THE PROBLEM - Check every line below, and copy those that include "info".

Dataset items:

== == ==

//! # Ledger Configuration
//!
//! Configuration for the database and the ledger services.
//!
//! ## Configuration Sources
//! ```text
//! ┌─────────────────────────────────────────────────────────────────────────┐
//! │                    Configuration Priority                               │
//! │                                                                         │
//! │  1. Environment Variables (highest priority)                           │
//! │     KASIR_DB_PATH=/var/lib/kasir/kasir.db                              │
//! │     KASIR_HPP_COST_BASIS=snapshot                                      │
//! │                                                                         │
//! │  2. TOML Config File                                                   │
//! │     ~/.config/kasir-pos/kasir.toml (Linux)                             │
//! │     ~/Library/Application Support/com.kasir.pos/kasir.toml (macOS)     │
//! │                                                                         │
//! │  3. Default Values (lowest priority)                                   │
//! └─────────────────────────────────────────────────────────────────────────┘
//! ```
//!
//! ## Configuration File Format
//! ```toml
//! # kasir.toml
//! [database]
//! path = "/var/lib/kasir/kasir.db"
//! max_connections = 5
//! busy_timeout_ms = 5000
//!
//! [sales]
//! invoice_prefix = "INV"
//! invoice_retries = 5
//! totals_tolerance = 0      # minor units
//!
//! [reports]
//! hpp_cost_basis = "current"  # current | snapshot
//! default_query_limit = 100
//! max_query_limit = 1000
//!
//! [logging]
//! filter = "info,kasir=debug,sqlx=warn"
//! ```

use serde::{Deserialize, Serialize};
use std::path::PathBuf;
use std::time::Duration;
use thiserror::Error;
use tracing::{debug, info, warn};

use kasir_core::report::HppCostBasis;
use kasir_core::{Money, DEFAULT_INVOICE_PREFIX, DEFAULT_INVOICE_RETRIES};

use crate::logging::DEFAULT_LOG_FILTER;
use crate::pool::{DbConfig, LedgerSettings};

// =============================================================================
// Errors
// =============================================================================

#[derive(Debug, Error)]
pub enum ConfigError {
    #[error("Failed to read config: {0}")]
    Io(#[from] std::io::Error),

    #[error("Failed to parse config: {0}")]
    Parse(#[from] toml::de::Error),

    #[error("Failed to serialize config: {0}")]
    Serialize(#[from] toml::ser::Error),

    #[error("Invalid configuration: {0}")]
    Invalid(String),

    #[error("No platform config directory available")]
    NoConfigDir,
}

pub type ConfigResult<T> = Result<T, ConfigError>;

// =============================================================================
// Sections
// =============================================================================

#[derive(Debug, Clone, PartialEq, Serialize, Deserialize)]
pub struct DatabaseSettings {
    /// Database file. Defaults to the platform data dir.
    #[serde(default)]
    pub path: Option<PathBuf>,

    #[serde(default = "default_max_connections")]
    pub max_connections: u32,

    #[serde(default = "default_min_connections")]
    pub min_connections: u32,

    #[serde(default = "default_connect_timeout")]
    pub connect_timeout_secs: u64,

    #[serde(default = "default_busy_timeout")]
    pub busy_timeout_ms: u64,
}

fn default_max_connections() -> u32 {
    5
}

fn default_min_connections() -> u32 {
    1
}

fn default_connect_timeout() -> u64 {
    30
}

fn default_busy_timeout() -> u64 {
    5000
}

impl Default for DatabaseSettings {
    fn default() -> Self {
        DatabaseSettings {
            path: None,
            max_connections: default_max_connections(),
            min_connections: default_min_connections(),
            connect_timeout_secs: default_connect_timeout(),
            busy_timeout_ms: default_busy_timeout(),
        }
    }
}

#[derive(Debug, Clone, PartialEq, Serialize, Deserialize)]
pub struct SalesSettings {
    #[serde(default = "default_invoice_prefix")]
    pub invoice_prefix: String,

    /// Invoice collisions regenerated before the sale fails.
    #[serde(default = "default_invoice_retries")]
    pub invoice_retries: u32,

    /// Allowed subtotal drift against the line sum, in minor units.
    #[serde(default)]
    pub totals_tolerance: i64,
}

fn default_invoice_prefix() -> String {
    DEFAULT_INVOICE_PREFIX.to_string()
}

fn default_invoice_retries() -> u32 {
    DEFAULT_INVOICE_RETRIES
}

impl Default for SalesSettings {
    fn default() -> Self {
        SalesSettings {
            invoice_prefix: default_invoice_prefix(),
            invoice_retries: default_invoice_retries(),
            totals_tolerance: 0,
        }
    }
}

#[derive(Debug, Clone, PartialEq, Serialize, Deserialize)]
pub struct ReportSettings {
    #[serde(default)]
    pub hpp_cost_basis: HppCostBasis,

    #[serde(default = "default_query_limit")]
    pub default_query_limit: u32,

    #[serde(default = "default_max_query_limit")]
    pub max_query_limit: u32,
}

fn default_query_limit() -> u32 {
    100
}

fn default_max_query_limit() -> u32 {
    1000
}

impl Default for ReportSettings {
    fn default() -> Self {
        ReportSettings {
            hpp_cost_basis: HppCostBasis::default(),
            default_query_limit: default_query_limit(),
            max_query_limit: default_max_query_limit(),
        }
    }
}

#[derive(Debug, Clone, PartialEq, Serialize, Deserialize)]
pub struct LoggingSettings {
    #[serde(default = "default_log_filter")]
    pub filter: String,
}

fn default_log_filter() -> String {
    DEFAULT_LOG_FILTER.to_string()
}

impl Default for LoggingSettings {
    fn default() -> Self {
        LoggingSettings {
            filter: default_log_filter(),
        }
    }
}

// =============================================================================
// KasirConfig
// =============================================================================

/// Complete configuration.
#[derive(Debug, Clone, Default, PartialEq, Serialize, Deserialize)]
pub struct KasirConfig {
    #[serde(default)]
    pub database: DatabaseSettings,

    #[serde(default)]
    pub sales: SalesSettings,

    #[serde(default)]
    pub reports: ReportSettings,

    #[serde(default)]
    pub logging: LoggingSettings,
}

impl KasirConfig {
    /// Loads configuration from file, environment, and defaults.
    ///
    /// ## Load Order (later overrides earlier)
    /// 1. Default values
    /// 2. Config file (kasir.toml), when it exists
    /// 3. Environment variables
    pub fn load(config_path: Option<PathBuf>) -> ConfigResult<Self> {
        let mut config = Self::default();

        if let Some(path) = config_path.or_else(Self::default_config_path) {
            if path.exists() {
                info!(?path, "Loading config from file");
                let contents = std::fs::read_to_string(&path)?;
                config = Self::from_toml(&contents)?;
            } else {
                debug!(?path, "Config file not found, using defaults");
            }
        }

        config.apply_env_overrides();
        config.validate()?;

        Ok(config)
    }

    /// Loads config or returns default if load fails.
    pub fn load_or_default(config_path: Option<PathBuf>) -> Self {
        Self::load(config_path).unwrap_or_else(|e| {
            warn!("Failed to load config: {}. Using defaults.", e);
            Self::default()
        })
    }

    pub fn from_toml(contents: &str) -> ConfigResult<Self> {
        Ok(toml::from_str(contents)?)
    }

    /// Saves configuration to file.
    pub fn save(&self, config_path: Option<PathBuf>) -> ConfigResult<()> {
        let path = config_path
            .or_else(Self::default_config_path)
            .ok_or(ConfigError::NoConfigDir)?;

        if let Some(parent) = path.parent() {
            std::fs::create_dir_all(parent)?;
        }

        let contents = toml::to_string_pretty(self)?;
        std::fs::write(&path, contents)?;

        info!(?path, "Config saved");
        Ok(())
    }

    /// Validates the configuration.
    pub fn validate(&self) -> ConfigResult<()> {
        if self.database.max_connections == 0 {
            return Err(ConfigError::Invalid(
                "database.max_connections must be greater than 0".into(),
            ));
        }

        if self.database.min_connections > self.database.max_connections {
            return Err(ConfigError::Invalid(format!(
                "database.min_connections ({}) exceeds max_connections ({})",
                self.database.min_connections, self.database.max_connections
            )));
        }

        let prefix = self.sales.invoice_prefix.trim();
        if prefix.is_empty() || !prefix.chars().all(|c| c.is_ascii_alphanumeric()) {
            return Err(ConfigError::Invalid(format!(
                "sales.invoice_prefix must be non-empty ASCII alphanumeric, got '{}'",
                self.sales.invoice_prefix
            )));
        }

        if self.sales.totals_tolerance < 0 {
            return Err(ConfigError::Invalid(
                "sales.totals_tolerance must not be negative".into(),
            ));
        }

        if self.reports.default_query_limit == 0
            || self.reports.default_query_limit > self.reports.max_query_limit
        {
            return Err(ConfigError::Invalid(format!(
                "reports.default_query_limit must be in 1..={}",
                self.reports.max_query_limit
            )));
        }

        Ok(())
    }

    /// Applies `KASIR_*` environment variable overrides.
    pub fn apply_env_overrides(&mut self) {
        self.apply_overrides(|key| std::env::var(key).ok());
    }

    /// Applies overrides from any key lookup.
    pub fn apply_overrides(&mut self, lookup: impl Fn(&str) -> Option<String>) {
        if let Some(path) = lookup("KASIR_DB_PATH") {
            debug!(path = %path, "Overriding database path from environment");
            self.database.path = Some(PathBuf::from(path));
        }

        if let Some(max) = lookup("KASIR_DB_MAX_CONNECTIONS") {
            match max.parse::<u32>() {
                Ok(n) => self.database.max_connections = n,
                Err(_) => warn!(value = %max, "Ignoring invalid KASIR_DB_MAX_CONNECTIONS"),
            }
        }

        if let Some(filter) = lookup("KASIR_LOG") {
            self.logging.filter = filter;
        }

        if let Some(prefix) = lookup("KASIR_INVOICE_PREFIX") {
            self.sales.invoice_prefix = prefix;
        }

        if let Some(basis) = lookup("KASIR_HPP_COST_BASIS") {
            match basis.parse::<HppCostBasis>() {
                Ok(parsed) => {
                    debug!(basis = %parsed, "Overriding HPP cost basis from environment");
                    self.reports.hpp_cost_basis = parsed;
                }
                Err(_) => warn!(value = %basis, "Unknown HPP cost basis in environment"),
            }
        }
    }

    /// Returns the default config file path.
    fn default_config_path() -> Option<PathBuf> {
        directories::ProjectDirs::from("com", "kasir", "pos")
            .map(|dirs| dirs.config_dir().join("kasir.toml"))
    }

    /// Database file to open: configured path, else the platform data dir,
    /// else `kasir.db` in the working directory.
    pub fn database_path(&self) -> PathBuf {
        if let Some(path) = &self.database.path {
            return path.clone();
        }

        directories::ProjectDirs::from("com", "kasir", "pos")
            .map(|dirs| dirs.data_dir().join("kasir.db"))
            .unwrap_or_else(|| PathBuf::from("kasir.db"))
    }

    /// Service settings derived from `[sales]` and `[reports]`.
    pub fn ledger_settings(&self) -> LedgerSettings {
        LedgerSettings {
            invoice_prefix: self.sales.invoice_prefix.trim().to_string(),
            invoice_retries: self.sales.invoice_retries,
            totals_tolerance: Money::from_minor(self.sales.totals_tolerance),
            hpp_cost_basis: self.reports.hpp_cost_basis,
            default_query_limit: self.reports.default_query_limit,
            max_query_limit: self.reports.max_query_limit,
        }
    }

    /// Builds the pool configuration.
    pub fn db_config(&self) -> DbConfig {
        DbConfig::new(self.database_path())
            .max_connections(self.database.max_connections)
            .min_connections(self.database.min_connections)
            .connect_timeout(Duration::from_secs(self.database.connect_timeout_secs))
            .busy_timeout(Duration::from_millis(self.database.busy_timeout_ms))
            .ledger(self.ledger_settings())
    }
}

// =============================================================================
// Unit Tests
// =============================================================================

== == ==

ANSWER AREA -
//! filter = "info,kasir=debug,sqlx=warn"
use tracing::{debug, info, warn};
                info!(?path, "Loading config from file");
        info!(?path, "Config saved");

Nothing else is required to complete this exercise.